When I read these class markers scattered among their insights about spirituality and aging, I find myself recoiling a bit.  Can I benefit from their life experience if the material conditions of their life differ so much from mine?  Or do people share enough universals regarding love, life, family, friendships, aging and illness that class differences really don't matter?

What if Studs Terkel had a sister? 

But then I wonder about the working class women or even middle class women and the wisdom and spirituality they have accumulated while doing menial labor jobs and working as hands-on caregivers (with no paid caregivers providing respite). Where are these women's stories?.

I keep thinking about Studs Terkel and the interviews he conducted with people from all walks of life. To a degree, the Facebook page Humans of New York recreates Terkel's mission. But I am eager to hear a diversity of voices across the economic spectrum.

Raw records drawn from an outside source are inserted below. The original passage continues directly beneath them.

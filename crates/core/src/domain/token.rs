use chrono::{DateTime, Duration, Utc};
use serde::{Deserialize, Serialize};

pub const DEFAULT_EXPIRES_IN_SECS: i64 = 3600;

/// Bearer/refresh token pair persisted per external account.
#[derive(Debug, Clone, PartialEq, Serialize, Deserialize)]
pub struct AuthToken {
    pub account_id: String,
    pub access_token: String,
    pub refresh_token: Option<String>,
    pub expires_in: i64,
    pub expires_at: DateTime<Utc>,
    pub token_type: String,
}

/// Token endpoint response, shared by the code exchange and the refresh grant.
#[derive(Debug, Clone, PartialEq, Deserialize)]
pub struct TokenGrant {
    pub access_token: String,
    #[serde(default)]
    pub refresh_token: Option<String>,
    #[serde(default)]
    pub expires_in: Option<i64>,
    #[serde(default = "default_token_type")]
    pub token_type: String,
}

fn default_token_type() -> String {
    "Bearer".to_string()
}

impl AuthToken {
    pub fn from_grant(account_id: &str, grant: TokenGrant, now: DateTime<Utc>) -> Self {
        let expires_in = grant.expires_in.unwrap_or(DEFAULT_EXPIRES_IN_SECS);
        Self {
            account_id: account_id.to_string(),
            access_token: grant.access_token,
            refresh_token: grant.refresh_token,
            expires_in,
            expires_at: now + Duration::seconds(expires_in),
            token_type: grant.token_type,
        }
    }

    /// Valid only while `expires_at` is strictly in the future.
    pub fn is_expired(&self, now: DateTime<Utc>) -> bool {
        self.expires_at <= now
    }

    /// Apply a refresh grant in place. The account id never changes and the refresh
    /// token is only replaced when the provider rotated it.
    pub fn apply_refresh(&mut self, grant: TokenGrant, now: DateTime<Utc>) {
        let expires_in = grant.expires_in.unwrap_or(DEFAULT_EXPIRES_IN_SECS);
        self.access_token = grant.access_token;
        self.expires_in = expires_in;
        self.expires_at = now + Duration::seconds(expires_in);
        self.token_type = grant.token_type;
        if let Some(rt) = grant.refresh_token.filter(|s| !s.is_empty()) {
            self.refresh_token = Some(rt);
        }
    }
}

#[cfg(test)]
mod tests {
    use super::*;
    use chrono::TimeZone;

    fn token(expires_at: DateTime<Utc>) -> AuthToken {
        AuthToken {
            account_id: "acct".to_string(),
            access_token: "old".to_string(),
            refresh_token: Some("r1".to_string()),
            expires_in: 3600,
            expires_at,
            token_type: "Bearer".to_string(),
        }
    }

    #[test]
    fn expiry_is_inclusive_of_now() {
        let now = Utc.with_ymd_and_hms(2026, 3, 1, 12, 0, 0).unwrap();
        assert!(token(now).is_expired(now));
        assert!(token(now - Duration::seconds(1)).is_expired(now));
        assert!(!token(now + Duration::seconds(1)).is_expired(now));
    }

    #[test]
    fn refresh_keeps_refresh_token_when_not_rotated() {
        let now = Utc.with_ymd_and_hms(2026, 3, 1, 12, 0, 0).unwrap();
        let mut tok = token(now);
        let grant: TokenGrant = serde_json::from_str(
            r#"{"access_token":"new","expires_in":1800,"token_type":"Bearer"}"#,
        )
        .unwrap();
        tok.apply_refresh(grant, now);
        assert_eq!(tok.access_token, "new");
        assert_eq!(tok.refresh_token.as_deref(), Some("r1"));
        assert_eq!(tok.expires_in, 1800);
        assert_eq!(tok.expires_at, now + Duration::seconds(1800));
        assert_eq!(tok.account_id, "acct");
    }

    #[test]
    fn refresh_replaces_rotated_refresh_token() {
        let now = Utc.with_ymd_and_hms(2026, 3, 1, 12, 0, 0).unwrap();
        let mut tok = token(now);
        let grant: TokenGrant = serde_json::from_str(
            r#"{"access_token":"new","refresh_token":"r2","token_type":"Bearer"}"#,
        )
        .unwrap();
        tok.apply_refresh(grant, now);
        assert_eq!(tok.refresh_token.as_deref(), Some("r2"));
        // Missing expires_in falls back to one hour.
        assert_eq!(tok.expires_at, now + Duration::seconds(3600));
    }
}
use crate::auth::error::AuthError;
use crate::auth::{TokenEndpoint, TokenStore};
use crate::domain::token::{AuthToken, TokenGrant};
use crate::spotify::client::{SpotifyApi, SpotifyClient};
use crate::spotify::MusicApi;
use anyhow::Context;
use chrono::Utc;
use std::collections::HashMap;
use std::sync::{Arc, PoisonError};

/// Loads, refreshes and persists per-account tokens.
///
/// Expired tokens are refreshed at most once per call and never served stale. Refreshes for
/// the same account are serialized, so concurrent requests observe the refreshed token
/// instead of spending the refresh token twice.
pub struct TokenManager {
    store: Arc<dyn TokenStore>,
    endpoint: Arc<dyn TokenEndpoint>,
    api: SpotifyApi,
    account_locks: AccountLocks,
}

impl TokenManager {
    pub fn new(store: Arc<dyn TokenStore>, endpoint: Arc<dyn TokenEndpoint>, api: SpotifyApi) -> Self {
        Self {
            store,
            endpoint,
            api,
            account_locks: std::sync::Mutex::new(HashMap::new()),
        }
    }

    /// Serializes work on one account. The map entry is dropped again once the last
    /// holder releases it, so unknown or one-off accounts leave nothing behind.
    async fn lock_account(&self, account_id: &str) -> AccountLease<'_> {
        let lock = {
            let mut locks = self
                .account_locks
                .lock()
                .unwrap_or_else(PoisonError::into_inner);
            locks
                .entry(account_id.to_string())
                .or_insert_with(|| Arc::new(tokio::sync::Mutex::new(())))
                .clone()
        };
        let guard = lock.clone().lock_owned().await;
        AccountLease {
            locks: &self.account_locks,
            account_id: account_id.to_string(),
            lock,
            guard: Some(guard),
        }
    }

    pub async fn valid_token(&self, account_id: &str) -> Result<AuthToken, AuthError> {
        let _lease = self.lock_account(account_id).await;

        let Some(mut token) = self.store.load(account_id).await? else {
            return Err(AuthError::TokenNotFound {
                account_id: account_id.to_string(),
            });
        };

        if !token.is_expired(Utc::now()) {
            return Ok(token);
        }

        let Some(refresh_token) = token.refresh_token.clone().filter(|s| !s.is_empty()) else {
            return Err(AuthError::ReauthRequired {
                account_id: account_id.to_string(),
                reason: "access token expired and no refresh token is stored".to_string(),
            });
        };

        tracing::info!(account_id, expired_at = %token.expires_at, "access token expired; refreshing");
        let grant = match self.endpoint.refresh(&refresh_token).await {
            Ok(grant) => grant,
            Err(err) => {
                tracing::warn!(account_id, error = %err, "token refresh failed");
                return Err(AuthError::ReauthRequired {
                    account_id: account_id.to_string(),
                    reason: format!("{err:#}"),
                });
            }
        };

        token.apply_refresh(grant, Utc::now());
        self.store.save(&token).await?;
        tracing::info!(account_id, expires_at = %token.expires_at, "access token refreshed");
        Ok(token)
    }

    pub async fn get_valid_client(&self, account_id: &str) -> Result<SpotifyClient, AuthError> {
        let token = self.valid_token(account_id).await?;
        Ok(self.api.with_token(&token))
    }

    /// Persist a fresh authorization-code grant for `account_id`.
    pub async fn store_grant(&self, account_id: &str, grant: TokenGrant) -> Result<AuthToken, AuthError> {
        let _lease = self.lock_account(account_id).await;

        let token = AuthToken::from_grant(account_id, grant, Utc::now());
        self.store.save(&token).await?;
        Ok(token)
    }

    /// Finish the OAuth callback: exchange the code, resolve the account through the
    /// profile endpoint, store the token.
    pub async fn complete_login(&self, code: &str) -> anyhow::Result<AuthToken> {
        let grant = self
            .endpoint
            .exchange_code(code)
            .await
            .context("authorization code exchange failed")?;

        let profile = self
            .api
            .with_access_token(&grant.access_token)
            .me()
            .await
            .context("failed to resolve account for new token")?;

        let token = self.store_grant(&profile.id, grant).await?;
        tracing::info!(account_id = %token.account_id, "stored token from authorization code");
        Ok(token)
    }
}

type AccountLocks = std::sync::Mutex<HashMap<String, Arc<tokio::sync::Mutex<()>>>>;

struct AccountLease<'a> {
    locks: &'a AccountLocks,
    account_id: String,
    lock: Arc<tokio::sync::Mutex<()>>,
    guard: Option<tokio::sync::OwnedMutexGuard<()>>,
}

impl Drop for AccountLease<'_> {
    fn drop(&mut self) {
        drop(self.guard.take());
        let mut locks = self.locks.lock().unwrap_or_else(PoisonError::into_inner);
        // One reference in the map, one here: nobody else is holding or waiting.
        let idle = locks
            .get(&self.account_id)
            .is_some_and(|l| Arc::ptr_eq(l, &self.lock) && Arc::strong_count(&self.lock) == 2);
        if idle {
            locks.remove(&self.account_id);
        }
    }
}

I do concede that I found a few voices tucked here and there among books on aging I have read in the past four years.

As Gail Sheehy writes in Passages in Caregiving about her experience giving care and coordinating additional care for her ailing husband, she interviews other women.  She also specifically mentions how she and her husband have more resources for addressing his illness than many other people have.

In Dancing with Rose, Lauren Kessler sets aside her work as a journalist and college instructor so that she can train as a nurse's aid and work in a nursing home. (This book's premise reminds me a bit of Barbara Ehrenreich's Nickel and Dimed.)  Kessler works primarily with residents who have dementia.  Kessler--like Ehrenreich--also includes voices of some of her co-workers, who are providing good care to residents even though they are just barely making ends meet.  

I applaud women with the time and money to write who also take a broader view so that voices of women in more diverse situations can share their stories.

And maybe I need to start interviewing women and sharing their stories here.  Yesterday, I talked briefly with a women in her mid 70s who has worked as a certified nurse assistant for decades. She's worked in assisted living centers, nursing homes and in private homes.  Now she is also doing family caregiving for her husband and her son in addition to still caring for a couple of clients. I imagine that she has a lot of wisdom to share--if only she had the time, the money or the audience to make it happen.

I should ask her if she'll talk with me sometime.


Women's Voices on Spirituality and Aging
Books about Aging
Books on Aging and Spiritual Growth

1 comment:

  1. You should definitely interview that caretaker, and others like her. Sounds as if it could be a good book.